True-crime documentaries by producers from local broadcasters have arrived on Netflix and other over-the-top (OTT) services with stories stranger than fiction, shocking viewers and stirring debate.
Netflix documentary series "In the Name of God: A Holy Betrayal," directed by MBC producer Cho Sung-hyun, has stayed on the streamer's Top 10 global chart for non-English TV series since its release March 3 and created online buzz by shedding light on the rise and fall of four Korean cult leaders accused of manipulating and exploiting their followers in grueling ways.
The first three episodes recount allegations of how Jeong Myeong-seok, founder of the Christian Gospel Mission, widely known as JMS, had sexually exploited young female followers by claiming to be the Messiah.
Two other episodes expose controversial crime allegations surrounding the religious cult Baby Garden, also known as "Agadongsan" in Korean, and its leader Kim Ki-sun, currently the chairman of the local album company Sinnara Records.
JMS sought an injunction to ban the show's airing, but its request was dismissed, while another injunction request by Baby Garden and Kim is awaiting a court hearing Friday.
The documentary was praised for raising public awareness of pseudo-religious groups still active and encouraging their followers to leave, but some of the inflammatory remarks and graphic depictions of sexual assault incidents raised questions of what's acceptable and what's not.

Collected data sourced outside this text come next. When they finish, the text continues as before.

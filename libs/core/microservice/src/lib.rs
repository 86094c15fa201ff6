//! Microservice runtime shared by every service of the fleet.
//!
//! Each service instance runs two independent loops on one bus: the control
//! plane answering `hello`, `status` and `exit`, and the work consumer draining
//! its durable work subject into the service's processor.
//!
//! # Architecture
//!
//! ```text
//!                  ┌───────────────────────────┐
//!  <svc>.system ──▶│      SystemHandler        │── exit ──┐
//!  system       ──▶│ (hello / status / exit)   │          │ terminate()
//!                  └─────────────┬─────────────┘          │
//!                                │ reads                  ▼
//!                        ┌───────▼───────┐        ┌────────────────┐
//!                        │  WorkerState  │◀───────│  WorkConsumer  │
//!                        └───────┬───────┘ writes └───────┬────────┘
//!                                │                        │ fetch / ack
//!                     /health, /ready, /metrics    ┌──────▼────────┐
//!                                                  │  Work Stream  │──▶ <STREAM>_DLQ
//!                                                  └───────────────┘
//! ```
//!
//! # Example
//!
//! ```rust,ignore
//! use microservice::{Microservice, ServiceConfig};
//! use domain_workdata::SampleWorkDataProcessor;
//!
//! let settings = config.consumer_settings(&descriptor.name);
//! Microservice::new(bus, descriptor, settings)
//!     .with_health_server(config.health_port, Some(metrics_handle))
//!     .run(Arc::new(SampleWorkDataProcessor), microservice::shutdown_signal())
//!     .await?;
//! ```

pub mod config;
pub mod consumer;
pub mod dlq;
pub mod error;
pub mod health;
pub mod metrics;
pub mod producer;
pub mod progress;
pub mod runtime;
pub mod state;
pub mod system;

pub use config::{ConsumerSettings, ServiceConfig};
pub use consumer::WorkConsumer;
pub use dlq::{DeadLetterEntry, DeadLetterPublisher, DeadLetterReason};
pub use error::ConsumerError;
pub use health::{HealthServer, HealthStatus};
pub use metrics::{init_metrics, WorkMetrics};
pub use producer::{SentWork, WorkSender};
pub use progress::ProgressReporter;
pub use runtime::{shutdown_signal, Microservice};
pub use state::WorkerState;
pub use system::{ControlOrigin, ControlPlane, SystemHandler};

In response to criticism, Cho said he insisted the disturbing scenes should be included to transparently deliver facts to viewers.

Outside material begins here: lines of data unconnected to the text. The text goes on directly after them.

//! Dead-letter publishing.
//!
//! Terminated work units are republished as [`DeadLetterEntry`] documents on
//! `deadletter.<service>`, captured by the `<STREAM>_DLQ` stream.

use chrono::{DateTime, Utc};
use messaging::{BusError, Delivery, MessageBus, StreamSpec};
use serde::{Deserialize, Serialize};
use serde_json::Value;
use std::sync::Arc;
use strum::{AsRefStr, Display};
use tracing::{debug, info};
use uuid::Uuid;

/// Why a work unit left the stream without being processed.
#[derive(Debug, Clone, Copy, PartialEq, Eq, Serialize, Deserialize, Display, AsRefStr)]
#[serde(rename_all = "snake_case")]
#[strum(serialize_all = "snake_case")]
pub enum DeadLetterReason {
    /// Discriminator missing or unknown to this binary
    UnknownType,
    /// Processor reported a permanent failure or does not support the variant
    Permanent,
    /// Retryable failure hit the delivery limit
    MaxDeliveries,
}

/// Entry stored in the dead-letter stream.
#[derive(Debug, Clone, PartialEq, Serialize, Deserialize)]
#[serde(rename_all = "camelCase")]
pub struct DeadLetterEntry {
    pub service: String,
    /// Work subject the unit was delivered on
    pub subject: String,
    #[serde(default, skip_serializing_if = "Option::is_none")]
    pub work_type: Option<String>,
    pub correlation_id: String,
    pub reason: DeadLetterReason,
    pub error: String,
    pub original_sequence: u64,
    pub delivery_count: u32,
    /// The original payload: JSON when it parsed, otherwise the raw text
    pub payload: Value,
    pub failed_at: DateTime<Utc>,
}

impl DeadLetterEntry {
    pub fn new(
        service: &str,
        delivery: &Delivery,
        work_type: Option<&str>,
        correlation_id: &str,
        reason: DeadLetterReason,
        error: impl Into<String>,
    ) -> Self {
        let payload = serde_json::from_slice(delivery.payload()).unwrap_or_else(|_| {
            Value::String(String::from_utf8_lossy(delivery.payload()).into_owned())
        });

        Self {
            service: service.to_string(),
            subject: delivery.subject().to_string(),
            work_type: work_type.map(str::to_string),
            correlation_id: correlation_id.to_string(),
            reason,
            error: error.into(),
            original_sequence: delivery.sequence(),
            delivery_count: delivery.delivery_count(),
            payload,
            failed_at: Utc::now(),
        }
    }
}

/// Publishes dead letters for one service.
#[derive(Clone)]
pub struct DeadLetterPublisher {
    bus: Arc<dyn MessageBus>,
    stream: StreamSpec,
    subject: String,
}

impl DeadLetterPublisher {
    pub fn new(bus: Arc<dyn MessageBus>, stream: StreamSpec, subject: impl Into<String>) -> Self {
        Self {
            bus,
            stream,
            subject: subject.into(),
        }
    }

    pub fn subject(&self) -> &str {
        &self.subject
    }

    /// Ensure the dead-letter stream exists.
    pub async fn ensure_stream(&self) -> Result<(), BusError> {
        self.bus.ensure_stream(&self.stream).await?;
        info!(stream = %self.stream.name, subject = %self.subject, "Dead-letter stream ready");
        Ok(())
    }

    /// Publish an entry; returns its dead-letter stream sequence.
    pub async fn publish(&self, entry: &DeadLetterEntry) -> Result<u64, BusError> {
        let payload = serde_json::to_vec(entry).map_err(BusError::publish)?;
        let message_id = Uuid::new_v4().to_string();

        let sequence = self
            .bus
            .publish_work(&self.subject, &message_id, payload)
            .await?;

        debug!(
            correlation_id = %entry.correlation_id,
            reason = %entry.reason,
            sequence,
            "Moved work unit to dead-letter stream"
        );

        Ok(sequence)
    }
}

#[cfg(test)]
mod tests {
    use super::*;
    use messaging::{AckKind, Acker, InMemoryBus};
    use serde_json::json;

    struct NoopAcker;

    #[async_trait::async_trait]
    impl Acker for NoopAcker {
        async fn settle(&self, _kind: AckKind) -> Result<(), BusError> {
            Ok(())
        }
    }

    fn delivery(payload: &[u8]) -> Delivery {
        Delivery::new(
            "work.sample".to_string(),
            payload.to_vec(),
            42,
            3,
            Some("abc".to_string()),
            Box::new(NoopAcker),
        )
    }

    #[test]
    fn test_entry_keeps_json_payload() {
        let entry = DeadLetterEntry::new(
            "sample",
            &delivery(br#"{"type":"bogus"}"#),
            None,
            "abc",
            DeadLetterReason::UnknownType,
            "unknown work data type 'bogus'",
        );
        assert_eq!(entry.payload, json!({"type": "bogus"}));
        assert_eq!(entry.original_sequence, 42);
        assert_eq!(entry.delivery_count, 3);

        let value = serde_json::to_value(&entry).unwrap();
        assert_eq!(value["reason"], "unknown_type");
        assert_eq!(value["correlationId"], "abc");
        assert!(value.get("workType").is_none());
    }

    #[test]
    fn test_entry_falls_back_to_text_payload() {
        let entry = DeadLetterEntry::new(
            "sample",
            &delivery(b"not json"),
            Some("sample"),
            "abc",
            DeadLetterReason::Permanent,
            "nope",
        );
        assert_eq!(entry.payload, Value::String("not json".into()));
        assert_eq!(entry.work_type.as_deref(), Some("sample"));
    }

    #[tokio::test]
    async fn test_publish_lands_in_dead_letter_stream() {
        let bus = InMemoryBus::new();
        let stream = StreamSpec::new("work_DLQ", vec!["deadletter.>".to_string()]);
        let publisher = DeadLetterPublisher::new(Arc::new(bus.clone()), stream, "deadletter.sample");
        publisher.ensure_stream().await.unwrap();

        let entry = DeadLetterEntry::new(
            "sample",
            &delivery(br#"{"type":"sample","sampleField":"X"}"#),
            Some("sample"),
            "abc",
            DeadLetterReason::MaxDeliveries,
            "still failing",
        );
        let sequence = publisher.publish(&entry).await.unwrap();
        assert_eq!(sequence, 1);

        let stored = bus.stream_messages("work_DLQ").await;
        assert_eq!(stored.len(), 1);
        assert_eq!(stored[0].subject, "deadletter.sample");
        let decoded: DeadLetterEntry = serde_json::from_slice(&stored[0].payload).unwrap();
        assert_eq!(decoded, entry);
    }

    #[tokio::test]
    async fn test_publish_without_stream_fails() {
        let bus = InMemoryBus::new();
        let stream = StreamSpec::new("work_DLQ", vec!["deadletter.>".to_string()]);
        let publisher = DeadLetterPublisher::new(Arc::new(bus), stream, "deadletter.sample");
        let entry = DeadLetterEntry::new(
            "sample",
            &delivery(b"{}"),
            None,
            "abc",
            DeadLetterReason::UnknownType,
            "missing type",
        );
        assert!(matches!(
            publisher.publish(&entry).await,
            Err(BusError::StreamNotFound(_))
        ));
    }
}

"I wanted to raise social awareness about the incidents and religions to bring changes to our society. I think such changes are already happening and am personally pleased," Cho said in a press conference March 10.
Wavve, a local streaming platform, has been airing "National Office of Investigation," which gets up close and personal with police officers investigating violent crimes, including murder, robbery and drug cases.
The 13-part series helmed by Bae Jung-hun, who was behind local broadcaster SBS's investigative series "Unanswered Questions," captured viewers' attention by offering an in-depth insight into covert police investigations and dramatic crackdown scenes.
Unlike projects on terrestrial networks, Bae said his team were able to spend enough time following police officers to show the whole investigative process by taking advantage of the collaboration with the OTT platform.
"It was satisfying that we had enough production time to show the conclusion of the cases without leaving any questions about them," Bae said during a group media interview Wednesday.
Cho, who had previously worked on the MBC investigation show "PD Notebook," also pointed out the flexible environment for its content and production schedule as the biggest advantage of working with Netflix.
"If we had done 'PD Notebook' on the same subject, it would have taken about eight to 10 weeks, and there would have been fewer people to meet," Cho said. "We met about 200 people for this documentary. We were able to approach the subject much more in-depth than any other broadcast because we worked on the project for nearly two years."
The early success of the true crime documentaries proved the growth potential of the genre, but critics argue the OTT documentaries in the realm of journalism should be under stricter guidelines due to concerns over violent or sexually explicit crime content.
"The reenactment of crimes and methods in investigative programs remains a still controversial issue as there are concerns over exposing crime techniques, as well as sexually explicit and violent scenes to viewers," said Jang Seok-jun, a media and communications professor at Chung-Ang University. "It is time to start discussions over OTT content that is under the blind spot of guidelines and regulations."